Tex Ritter, nationally known folk ballad singer, will be the special feature of Sweet Home’s ’55 Frontier Days and Buckaroo Breakfast, Saturday, Aug. 13.

City Council members have given the go-ahead to a plan submitted at their Tuesday meeting to enter into a contract to locate a forest products industry on land the city owns. The Sweet Home council instructed City Manager Roy Eames to enter into a contract with Vernon Geil concerning his interest in the Portland Manufacturing company property which has been donated to the city. The land, north of ‘E’ Street, between the SP&S railroad and 22nd Ave., will be used for the construction of a $125,000 forest products site within the next six months, Geil said in a letter to the council.

Harvest worker demand in the Lebanon area is unusual and a “tremendous shortage” is anticipated by the end of this week, according to M.K. Blair, representative of the Oregon State Employment service.

Sweet Home’s champion boy or girl pie eater will be crowned during Frontier Days, Wes Shimanek, pie eating contest chairman, reports.

Sweet Home’s swimming team was defeated by Lebanon, 127 to 61, in a two-way meet here last Saturday, but local divers outpointed their opponents, 27 1/2 to 25 1/2.

July 24, 1980

Sunny days and clear skies provided the ideal setting last weekend for Sweet Home’s 1980 Sportsman’s Holiday, and sportsmen from the Northwest and even other countries flocked to Sweet Home to make the most of it. An estimated 10,000 to 13,000 freshwater enthusiasts crowded the shores of Foster Reservoir Sunday to watch the hydroplane races, returned to Sweet home after a one-year absence and marred this year by a severe accident to one of the hydroplane drivers, still in critical condition.

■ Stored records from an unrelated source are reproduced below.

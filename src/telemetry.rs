use opentelemetry::{KeyValue, trace::TracerProvider as _};
use opentelemetry_otlp::{Protocol, WithExportConfig, WithTonicConfig};
use opentelemetry_sdk::{
    Resource,
    trace::{RandomIdGenerator, Sampler, SdkTracerProvider},
};
use opentelemetry_semantic_conventions::{
    SCHEMA_URL,
    attribute::{SERVICE_NAME, SERVICE_VERSION},
    resource::DEPLOYMENT_ENVIRONMENT_NAME,
};
use rocket::{
    Data, Request, Response,
    fairing::{Fairing, Info, Kind},
};
use std::time::Instant;
use tonic::metadata::MetadataMap;
use tracing::info_span;
use tracing_opentelemetry::OpenTelemetryLayer;
use tracing_subscriber::{layer::SubscriberExt, util::SubscriberInitExt};

pub struct TelemetryFairing;

#[rocket::async_trait]
impl Fairing for TelemetryFairing {
    fn info(&self) -> Info {
        Info {
            name: "OpenTelemetry",
            kind: Kind::Request | Kind::Response,
        }
    }

    async fn on_request(&self, request: &mut Request<'_>, _: &mut Data<'_>) {
        let method = request.method().to_string();
        let uri = request.uri().to_string();

        let start_time = Instant::now();

        let span = info_span!(
            "http_request",
            otel.name = format!("{} {}", method, uri),
            http.method = method,
            http.uri = uri,
            http.route = request.route().map(|r| r.uri.to_string()),
        );

        request.local_cache(|| (span, start_time));
    }

    async fn on_response<'r>(&self, request: &'r Request<'_>, response: &mut Response<'r>) {
        let (span, start_time) = request.local_cache(|| {
            let span = info_span!("http_request");
            (span, Instant::now())
        });

        let duration = start_time.elapsed();

        span.record("http.status_code", response.status().code);
        span.record("http.duration_ms", duration.as_millis() as i64);

        let _entered = span.enter();
        tracing::info!(
            "Completed request in {}ms with status {}",
            duration.as_millis(),
            response.status().code
        );
    }
}

fn resource() -> Resource {
    Resource::builder()
        .with_schema_url(
            [
                KeyValue::new(SERVICE_NAME, env!("CARGO_PKG_NAME")),
                KeyValue::new(SERVICE_VERSION, env!("CARGO_PKG_VERSION")),
                KeyValue::new(
                    DEPLOYMENT_ENVIRONMENT_NAME,
                    std::env::var("ALERS_ENVIRONMENT").unwrap_or_else(|_| "develop".to_string()),
                ),
            ],
            SCHEMA_URL,
        )
        .build()
}

fn init_tracer_provider(endpoint: &str) -> Option<SdkTracerProvider> {
    let mut metadata = MetadataMap::new();
    if let Ok(api_key) = std::env::var("HONEYCOMB_API_KEY") {
        match api_key.parse() {
            Ok(value) => {
                metadata.insert("x-honeycomb-team", value);
            }
            Err(_) => tracing::warn!("HONEYCOMB_API_KEY is not valid header metadata"),
        }
    }

    let exporter = opentelemetry_otlp::SpanExporter::builder()
        .with_tonic()
        .with_endpoint(endpoint)
        .with_tls_config(tonic::transport::ClientTlsConfig::new().with_native_roots())
        .with_protocol(Protocol::Grpc)
        .with_metadata(metadata)
        .build()
        .ok()?;

    Some(
        SdkTracerProvider::builder()
            .with_sampler(Sampler::AlwaysOn)
            .with_id_generator(RandomIdGenerator::default())
            .with_resource(resource())
            .with_batch_exporter(exporter)
            .build(),
    )
}

pub struct OtelGuard {
    tracer_provider: SdkTracerProvider,
}

impl Drop for OtelGuard {
    fn drop(&mut self) {
        if let Err(err) = self.tracer_provider.shutdown() {
            eprintln!("Failed to shut down tracer provider: {:?}", err);
        }
    }
}

/// Install the tracing subscriber: env-filtered fmt output always, plus an
/// OTLP export layer when OTEL_EXPORTER_OTLP_ENDPOINT is configured.
pub fn init_tracing() -> Option<OtelGuard> {
    let env_filter = tracing_subscriber::EnvFilter::try_from_default_env()
        .unwrap_or_else(|_| tracing_subscriber::EnvFilter::new("info"));

    let registry = tracing_subscriber::registry()
        .with(env_filter)
        .with(tracing_subscriber::fmt::layer());

    match std::env::var("OTEL_EXPORTER_OTLP_ENDPOINT")
        .ok()
        .and_then(|endpoint| init_tracer_provider(&endpoint))
    {
        Some(tracer_provider) => {
            let tracer = tracer_provider.tracer("alers");
            registry.with(OpenTelemetryLayer::new(tracer)).init();
            Some(OtelGuard { tracer_provider })
        }
        _ => {
            registry.init();
            None
        }
    }
}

The railroad right-of-way reared its persistent head again at Sweet Home City Council meeting Tuesday night. Patricia Tack, 1435 Elm, petitioned the council to initiate proceedings to sell to her and her neighbors that portion of the right-of-way that directly adjoins their property, roughly the section of right-of-way between 10th Avenue and Elm.

Norm Vandiver, general manager of White’s Electronics, claims that safety factors, not the loss of right-of-way, are that firm’s reasons for favoring the Pleasant Valley Bridge proposal number 1. The bridge, scheduled for replacement, has been an item of controversy in Sweet Home for several months. Two alternatives and a no-build option have been suggested by the state for the bridge.